Forecasting the automobile’s ability to transform society, industrial designer Norman Bel Geddes planned his Futurama exhibition at the 1939–1940 New York World’s Fair around vehicular transportation systems. The Fair’s theme, “Building the World of Tomorrow,” provided an international stage for Bel Geddes to showcase his optimistic and auto-centric vision of the future American landscape. Bel Geddes, along with other modernist pioneers, crafted models, dioramas, and multimedia displays to provide Depression-era Americans with a brighter vision of the future.
Eager to shape national consciousness, Bel Geddes provided attendees of Futurama at the General Motors “Highways and Horizons” pavilion with a choreographed experience on the curvilinear thoroughfares of an imagined 1960 America. One of the World Fair’s most popular attractions, Futurama led exhibit-goers on model highways through a massive model city, complete with miniature buildings, trees, and streamlined automobiles. The holistic urban plan of Futurama borrowed from Bel Geddes’s earlier theater work, in which he created a dynamic and participatory environment for audience members.
Shown here is a 1938 “diagram in relief of city-traffic plan for 1960 showing features of boulevards and location of Highways & Horizons exhibit.” Tear-drop shaped highways bisect the model city and converge at the General Motors Exhibition Buildings, which housed Futurama. Proposing ways to alleviate traffic congestion and increase efficiency, Bel Geddes created imaginative traffic plans to route through-traffic around the city center.
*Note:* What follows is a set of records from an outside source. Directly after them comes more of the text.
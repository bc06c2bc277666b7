use serde::Deserialize;

use crate::config::TranslatorOptions;
use crate::transpiler::sql::generic::GenericTranslator;
use crate::transpiler::sql::mysql::MysqlTranslator;
use crate::transpiler::sql::oracle::OracleTranslator;
use crate::transpiler::sql::postgres::PostgresTranslator;
use crate::transpiler::sql::sqlite::SqliteTranslator;
use crate::transpiler::sql::sqlserver::SqlServerTranslator;
use crate::transpiler::traits::SqlTranslator;

/// Supported SQL dialects.
#[derive(Debug, Clone, Copy, PartialEq, Eq, Hash, Default, Deserialize)]
#[serde(rename_all = "lowercase")]
pub enum Dialect {
    /// ANSI-flavored baseline with unquoted identifiers
    #[default]
    Generic,
    MySql,
    Postgres,
    SqlServer,
    Oracle,
    Sqlite,
}

impl Dialect {
    pub const ALL: [Dialect; 6] = [
        Dialect::Generic,
        Dialect::MySql,
        Dialect::Postgres,
        Dialect::SqlServer,
        Dialect::Oracle,
        Dialect::Sqlite,
    ];

    pub fn translator(&self) -> Box<dyn SqlTranslator> {
        self.translator_with(TranslatorOptions::default())
    }

    pub fn translator_with(&self, options: TranslatorOptions) -> Box<dyn SqlTranslator> {
        match self {
            Dialect::Generic => Box::new(GenericTranslator::new(options)),
            Dialect::MySql => Box::new(MysqlTranslator::new(options)),
            Dialect::Postgres => Box::new(PostgresTranslator::new(options)),
            Dialect::SqlServer => Box::new(SqlServerTranslator::new(options)),
            Dialect::Oracle => Box::new(OracleTranslator::new(options)),
            Dialect::Sqlite => Box::new(SqliteTranslator::new(options)),
        }
    }
}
Recognizing the growing importance of automobiles in American society, Bel Geddes modeled his Futurama around an intricate network of streamlined motorways. Futurama’s elevated pedestrian walks and interconnected highway systems would not only accommodate fast and more efficient modes of transportation but would also foster American egalitarianism through the linkage of rural and urban areas. Bel Geddes even fought “to keep large super-billboards off the highways in Futurama.”
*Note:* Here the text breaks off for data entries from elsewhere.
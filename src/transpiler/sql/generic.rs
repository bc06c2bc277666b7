use crate::config::TranslatorOptions;
use crate::transpiler::traits::SqlTranslator;

/// The baseline: every translator default, identifiers left bare.
#[derive(Debug, Clone, Default)]
pub struct GenericTranslator {
    options: TranslatorOptions,
}

impl GenericTranslator {
    pub fn new(options: TranslatorOptions) -> Self {
        Self { options }
    }
}

impl SqlTranslator for GenericTranslator {
    fn name(&self) -> &'static str {
        "Generic"
    }

    fn options(&self) -> &TranslatorOptions {
        &self.options
    }
}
With Futurama’s success, Bel Geddes pursued avenues to alter America’s fledgling car culture. Bel Geddes alerted President Franklin D. Roosevelt of Futurama’s “enormous popularity. . . as indicated by the nation-wide press use of the subject matter, and the consequent editorial comment.” In response, Roosevelt appointed Bel Geddes to work on preliminary plans for the National Motorway Planning Authority, which influenced the interstate highway system of the 1950s.
This diagram of a city-traffic plan for 1960 is on view in the exhibition I Have Seen the Future: Norman Bel Geddes Designs America, which runs through January 6, 2013.